Athill’s writing is joyous in this discovery. Alive, Alive Oh! is not a continuous narrative but a collection of essays written over the last decade, linked by a few common events and Athill’s tangible love of life. Though she speaks candidly about the difficulties of aging, both physically and emotionally, it is never something to be lamented. When she must move into an assisted living home, away from her beloved gardens, she and her new housemates make a garden of their own. When she becomes too wobbly to stay on her feet for long periods of time, she takes to her wheelchair with delight. “Nothing could be more deliciously luxurious,” she writes, “than being pushed around a really thrilling and crowded exhibition in a wheelchair.”
This positivity, at times, has the deceptive quality of making the reader think that Athill has lived a charmed life. In the book’s opening essay, she talks about her grandparent’s garden, which just so happened to be part of palatial estate currently owned by nobility. Trips to Italy and the Caribbean certainly add to the idea that Athill’s life has been one of unusual privilege. Yet it quickly becomes clear that, while she had some advantages in this regard, it is the exuberant insight in her thoughtful, beautifully descriptive writing that makes her life seem so blessed.
In one essay, Athill describes the paralysis of the English psyche during World War II. In another, she chronicles her difficult decision to give up her possessions and independence to move into her assisted living home, largely so that she would not become a burden to her loved ones. And in the essay for which the book is named, Athill recounts a brutal miscarriage she endured in her forties, one that took a much-wanted pregnancy and nearly killed her. Yet even in the direct aftermath, even though she does not shy from the difficulties of this situation, Athill can only exclaim her renewed appreciation for the life she nearly lost. It does not feel sappy or overly sentimental. It simply feels true.

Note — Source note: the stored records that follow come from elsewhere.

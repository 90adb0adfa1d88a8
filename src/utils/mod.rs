//! Utility functions and helpers.

pub mod http;
pub mod uri;

use url::Url;

/// Resolve an API href against the URL of the document that contained it.
///
/// Absolute hrefs pass through. If either side cannot be parsed the href is
/// returned unchanged.
pub fn resolve_api_href(document_url: &str, href: &str) -> String {
    Url::parse(document_url)
        .and_then(|base| base.join(href))
        .map(String::from)
        .unwrap_or_else(|_| href.to_string())
}
//! Retry policy for remote calls.

use std::future::Future;
use std::time::Duration;

use crate::error::Result;

/// How often and how patiently a failed call is repeated.
///
/// Only errors reporting [`is_retryable`](crate::error::AppError::is_retryable)
/// are repeated; everything else is returned on the first attempt.
#[derive(Debug, Clone, Copy, PartialEq, Eq)]
pub struct RetryPolicy {
    max_retries: u32,
    delay: Duration,
}

impl RetryPolicy {
    pub fn new(max_retries: u32, delay: Duration) -> Self {
        Self { max_retries, delay }
    }

    /// One extra attempt, no pause.
    pub fn once() -> Self {
        Self::new(1, Duration::ZERO)
    }

    /// Never retry.
    pub fn none() -> Self {
        Self::new(0, Duration::ZERO)
    }

    pub fn max_retries(&self) -> u32 {
        self.max_retries
    }

    /// Run `op` until it succeeds, fails permanently, or retries run out.
    pub async fn run<T, F, Fut>(&self, context: &str, mut op: F) -> Result<T>
    where
        F: FnMut() -> Fut,
        Fut: Future<Output = Result<T>>,
    {
        let mut attempt = 0;
        loop {
            match op().await {
                Ok(value) => return Ok(value),
                Err(err) if err.is_retryable() && attempt < self.max_retries => {
                    attempt += 1;
                    log::warn!(
                        "{} failed ({}), retry {}/{}",
                        context,
                        err,
                        attempt,
                        self.max_retries
                    );
                    if !self.delay.is_zero() {
                        tokio::time::sleep(self.delay).await;
                    }
                }
                Err(err) => return Err(err),
            }
        }
    }
}

impl Default for RetryPolicy {
    fn default() -> Self {
        Self::once()
    }
}

#[cfg(test)]
mod tests {
    use super::*;
    use crate::error::AppError;
    use std::sync::atomic::{AtomicU32, Ordering};

    #[tokio::test]
    async fn test_retries_transport_once() {
        let calls = &AtomicU32::new(0);
        let result = RetryPolicy::once()
            .run("page 1", move || async move {
                if calls.fetch_add(1, Ordering::SeqCst) == 0 {
                    Err(AppError::transport("http://api", "reset"))
                } else {
                    Ok(7)
                }
            })
            .await;

        assert_eq!(result.unwrap(), 7);
        assert_eq!(calls.load(Ordering::SeqCst), 2);
    }

    #[tokio::test]
    async fn test_gives_up_after_retries() {
        let calls = &AtomicU32::new(0);
        let result: Result<()> = RetryPolicy::once()
            .run("page 1", move || async move {
                calls.fetch_add(1, Ordering::SeqCst);
                Err(AppError::transport("http://api", "timeout"))
            })
            .await;

        assert!(matches!(result, Err(AppError::Transport { .. })));
        assert_eq!(calls.load(Ordering::SeqCst), 2);
    }

    #[tokio::test]
    async fn test_permanent_errors_not_retried() {
        let calls = &AtomicU32::new(0);
        let result: Result<()> = RetryPolicy::new(3, Duration::ZERO)
            .run("page 1", move || async move {
                calls.fetch_add(1, Ordering::SeqCst);
                Err(AppError::Upstream {
                    status: 500,
                    url: "http://api".into(),
                })
            })
            .await;

        assert!(matches!(result, Err(AppError::Upstream { status: 500, .. })));
        assert_eq!(calls.load(Ordering::SeqCst), 1);
    }

    #[tokio::test]
    async fn test_none_policy() {
        let calls = &AtomicU32::new(0);
        let result: Result<()> = RetryPolicy::none()
            .run("probe", move || async move {
                calls.fetch_add(1, Ordering::SeqCst);
                Err(AppError::transport("http://api", "reset"))
            })
            .await;

        assert!(result.is_err());
        assert_eq!(calls.load(Ordering::SeqCst), 1);
    }
}
//! Configuration file loading and its effect on ports and targets.

use pretty_assertions::assert_eq;
use serial_test::serial;
use std::time::Duration;
use tempfile::TempDir;
use zigbee_port::config::{ConfigError, ConfigLoader, LogFormat};
use zigbee_port::port::{FlowControl, MockConnector, PortTarget, TransportPort, ZigBeePort};

fn write_config(dir: &TempDir, body: &str) -> std::path::PathBuf {
    let path = dir.path().join("zigbee-port.toml");
    std::fs::write(&path, body).unwrap();
    path
}

#[test]
#[serial]
fn test_load_from_file() {
    let dir = TempDir::new().unwrap();
    let path = write_config(
        &dir,
        r#"
            [transport]
            rx_buffer_capacity = 64
            poll_interval_ms = 20

            [serial]
            default_baud = 57600
            flow_control = "hardware"

            [serial.port_aliases]
            coordinator = "/dev/ttyACM0"

            [logging]
            level = "debug"
            format = "json"
        "#,
    );

    let loader = ConfigLoader::load_from(&path).unwrap();
    let config = loader.config();
    assert_eq!(loader.config_path.as_deref(), Some(path.as_path()));
    assert_eq!(config.transport.rx_buffer_capacity, 64);
    assert_eq!(config.port_settings().poll_interval, Duration::from_millis(20));
    assert_eq!(config.logging.format, LogFormat::Json);

    let resolved = config.serial.resolve_port("coordinator");
    let target = PortTarget::parse(&resolved, &config.target_defaults()).unwrap();
    assert_eq!(
        target,
        PortTarget::Serial {
            path: "/dev/ttyACM0".to_string(),
            baud_rate: 57600,
            flow_control: FlowControl::Hardware,
        }
    );
}

#[test]
#[serial]
fn test_configured_capacity_bounds_port_buffer() {
    let dir = TempDir::new().unwrap();
    let path = write_config(&dir, "[transport]\nrx_buffer_capacity = 8\npoll_interval_ms = 10\n");
    let config = ConfigLoader::load_from(&path).unwrap().into_config();

    let dongle = MockConnector::new("MOCK0");
    let port = TransportPort::with_settings(dongle.clone(), config.port_settings());
    port.open().unwrap();
    dongle.enqueue_read(&[1, 2, 3, 4, 5, 6, 7, 8, 9, 10]);

    let deadline = std::time::Instant::now() + Duration::from_secs(5);
    while port.stats().bytes_received < 10 && std::time::Instant::now() < deadline {
        std::thread::sleep(Duration::from_millis(5));
    }
    assert_eq!(port.available(), 7);
    port.close();
}

#[test]
#[serial]
fn test_invalid_file_values_are_rejected() {
    let dir = TempDir::new().unwrap();
    let path = write_config(&dir, "[transport]\nrx_buffer_capacity = 1\n");

    let err = ConfigLoader::load_from(&path).unwrap_err();
    assert!(matches!(
        err,
        ConfigError::BelowMinimum {
            key: "transport.rx_buffer_capacity",
            value: 1,
            min: 2
        }
    ));
}

#[test]
#[serial]
fn test_malformed_toml_is_a_parse_error() {
    let dir = TempDir::new().unwrap();
    let path = write_config(&dir, "[transport\nrx_buffer_capacity = ");

    let err = ConfigLoader::load_from(&path).unwrap_err();
    assert!(matches!(err, ConfigError::ParseError(_)));
}

#[test]
#[serial]
fn test_missing_file_is_a_read_error() {
    let dir = TempDir::new().unwrap();
    let err = ConfigLoader::load_from(dir.path().join("absent.toml")).unwrap_err();
    assert!(matches!(err, ConfigError::ReadError { .. }));
}

#[test]
#[serial]
fn test_env_overrides_file_values() {
    let dir = TempDir::new().unwrap();
    let path = write_config(&dir, "[network]\ndefault_port = 6638\n");

    std::env::set_var("ZIGBEE_PORT_NETWORK_DEFAULT_PORT", "9999");
    let config = ConfigLoader::load_from(&path).map(|l| l.into_config());
    std::env::remove_var("ZIGBEE_PORT_NETWORK_DEFAULT_PORT");

    assert_eq!(config.unwrap().network.default_port, Some(9999));
}

#[test]
#[serial]
fn test_explicit_config_path_env() {
    let dir = TempDir::new().unwrap();
    let path = write_config(&dir, "[serial]\ndefault_baud = 38400\n");

    std::env::set_var("ZIGBEE_PORT_CONFIG", &path);
    let loaded = ConfigLoader::load();
    std::env::remove_var("ZIGBEE_PORT_CONFIG");

    let loader = loaded.unwrap();
    assert_eq!(loader.config_path.as_deref(), Some(path.as_path()));
    assert_eq!(loader.config().serial.default_baud, 38400);
}

#[test]
#[serial]
fn test_save_and_reload() {
    let dir = TempDir::new().unwrap();
    let path = dir.path().join("nested").join("config.toml");

    let mut loader = ConfigLoader::with_defaults();
    loader.config.transport.chunk_size = 256;
    loader.config.serial.flow_control = FlowControl::Software;
    loader.save_to(&path).unwrap();

    let reloaded = ConfigLoader::load_from(&path).unwrap();
    assert_eq!(reloaded.config().transport.chunk_size, 256);
    assert_eq!(reloaded.config().serial.flow_control, FlowControl::Software);
}

#[test]
#[serial]
fn test_bad_log_filter_in_file_is_rejected() {
    let dir = TempDir::new().unwrap();
    let path = write_config(&dir, "[logging]\nlevel = \"zigbee_port=chatty\"\n");

    let err = ConfigLoader::load_from(&path).unwrap_err();
    assert!(matches!(err, ConfigError::InvalidLogLevel { ref level, .. } if level == "zigbee_port=chatty"));
}

#[test]
#[serial]
fn test_unparsable_env_override_names_value() {
    let dir = TempDir::new().unwrap();
    let path = write_config(&dir, "");

    std::env::set_var("ZIGBEE_PORT_SERIAL_DEFAULT_BAUD", "fast");
    let result = ConfigLoader::load_from(&path);
    std::env::remove_var("ZIGBEE_PORT_SERIAL_DEFAULT_BAUD");

    match result.unwrap_err() {
        ConfigError::EnvOverride { var, value, expected } => {
            assert_eq!(var, "ZIGBEE_PORT_SERIAL_DEFAULT_BAUD");
            assert_eq!(value, "fast");
            assert_eq!(expected, "baud rate");
        }
        other => panic!("unexpected error: {other}"),
    }
}
//! ZigBee dongle transport library.
//!
//! Bridges TCP sockets and serial lines to the blocking, timeout-bounded
//! byte interface a ZigBee protocol stack expects.
//!
//! # Modules
//!
//! - `port`: transport port, receive ring buffer, stream connectors
//! - `config`: configuration management with TOML support

pub mod config;
pub mod port;

// Re-export commonly used types for convenience
pub use port::{
    DongleConnector, FlowControl, LinkParams, MockConnector, PortSettings, PortStats, PortTarget,
    RxRingBuffer, SerialConnector, StreamConnector, TcpConnector, TransportError, TransportPort,
    TransportResult, ZigBeePort, NO_DATA,
};

// Re-export config types
pub use config::{Config, ConfigError, ConfigLoader, ConfigResult};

This is perhaps Athill’s greatest accomplishment in Alive, Alive Oh!. Her writing is intelligent, vivid, and expertly blends the joys and sorrows of life in such a way that is optimistic without being saccharine. It is even occasionally political, discussing post-colonialism in Tobago and the benefits of the UK’s National Health Service. Reaching her late 90s does not seem to have dulled Athill’s mind or abilities at all; the clarity of a life well lived has instead made them stronger. “Apart from a few setbacks, I have been lucky all my life,” she says. We should all hope to be so lucky.